The National Covenant (1638); or, Confession of Faith (of the Kirk of Scotland)
The National Covenant, a Scottish Presbyterian document,
was primarily authored by John Craig (1580), Alexander Henderson and Archibald
Johnstone of Wariston (1638). Craig drafted the first section (also known as
the King's Confession); Johnston (a Covenanter, lawyer, Scottish representative
at the Westminster Assembly, and later a martyr for the cause of Christ)
produced the the second section, demonstrating the legal establishment of the
Reformation in Scotland; and Henderson made application to the present
time in the third section.
This covenant was composed in opposition to the
"policies of Charles I. Written in the context of the riots resulting from the
imposition of 'Laud's Liturgy' in 1637 and the King's refusal to receive the
petitions of supplicants for redress, the National Covenant was an appeal... to
defend the true Reformed religion, and to decline the recent innovations in
worship decreed by the King." (Dictionary of Scottish Church History, p. 620).
Furthermore, it was "an assertion by the Kirk of freedom from royal or
state control, a personal oath of allegiance to Jesus Christ, the only Head of
the Church, the King of kings, and a dedication of life to him. It stemmed
directly from God's covenant of grace, was in the succession of those earlier
bonds the Scots had made with God for his people's defence and deliverance, and
represented a call in the Pauline sense to 'conduct themselves a citizens.'"
This covenant (and the Solemn League and Covenant described below) are
still binding on all true Presbyterians (because the one true church is viewed
by a God as one moral person throughout history) and the hearty and steadfast
renewal of these faithful documents would constitute a mighty means toward
modern reformation, seeing that much of the contemporary church and all modern
states have set themselves "against the Lord, and against his anointed" (Ps.

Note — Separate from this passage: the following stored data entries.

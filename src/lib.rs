pub mod analyzer;
pub mod classifier;
pub mod core;
pub mod insights;
mod loaders;
pub mod models;
pub mod pipelines;
pub mod server;
pub mod text;

// Re-export the types most callers need
pub use analyzer::{Analysis, LegalSentimentAnalyzer, SentenceRecord};
pub use classifier::{LazyClassifier, SentimentClassifier, SharedClassifier};
pub use crate::core::{AnalyzerConfig, AnalyzerError, Result};
pub use insights::{summarize, SentimentLabel, Summary, Tone};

2:2); excepting, maybe, the African state of Zambia, which seems to be
presently reforming, but not yet covenanted to the Lord.
If you want to
understand Presbyterianism these two covenant documents (the National and the
Solemn League and Covenant) offer as much light as any others we know of. They
are inextricably linked to the Westminster standards, historical testimony and
the covenanted reformation. Some still believe that they will once again be
renewed on an international basis near the beginning of the millennium, in
preparation for the days when the "earth shall be full of the knowledge of the
Lord, as the waters cover the sea" (Isa. 11:9). With this sentiment we
wholeheartedly concur!)
The Solemn League and Covenant by Alexander
Henderson and others (Mid seventeenth-century reprint of the covenant between
England, Scotland, Ireland and the LORD Jesus Christ.
The Westminster
Divines, the national parliaments, the national "Presbyterian/Puritan" churches
and [most of] the people of the British Isles swore to uphold this covenant -
some signing it with their own blood. William M. Hetherington, in his History
of the Westminster Assembly of Divines [p. 134], calls The Solemn League and
Covenant, "the wisest, the sublimest, and the most sacred document ever framed
by uninspired men." It was certainly a long way ahead of its time and it
continues to bind the moral person [civil and ecclesiastical] in all those
nations which descended from the civil and ecclesiatical constitutions which
bound the original covenanters.
Some, even today, still regard the Solemn
League and Covenant as a foretaste of the millennial blessings that will
encompass the Earth in the future. "Yea, all kings shall fall down before him:
all nations shall serve him" [Ps. 72:11].) And it shall come to pass in the
last days, that the mountain of the LORD's house shall be established in the
top of the mountains, and shall be exalted above the hills; and all nations
shall flow unto it. And many people shall go and say, Come ye, and let us go up
to the mountain of the LORD, to the house of the God of Jacob; and he will
teach us of his ways, and we will walk in his paths: for out of Zion shall go
forth the law, and the word of the LORD from Jerusalem. And he shall judge
among the nations, and shall rebuke many people: and they shall beat their
swords into plowshares, and their spears into pruninghooks: nation shall not
lift up sword against nation, neither shall they learn war any more. O house of
Jacob, come ye, and let us walk in the light of the LORD [Isa. 2:2-5]).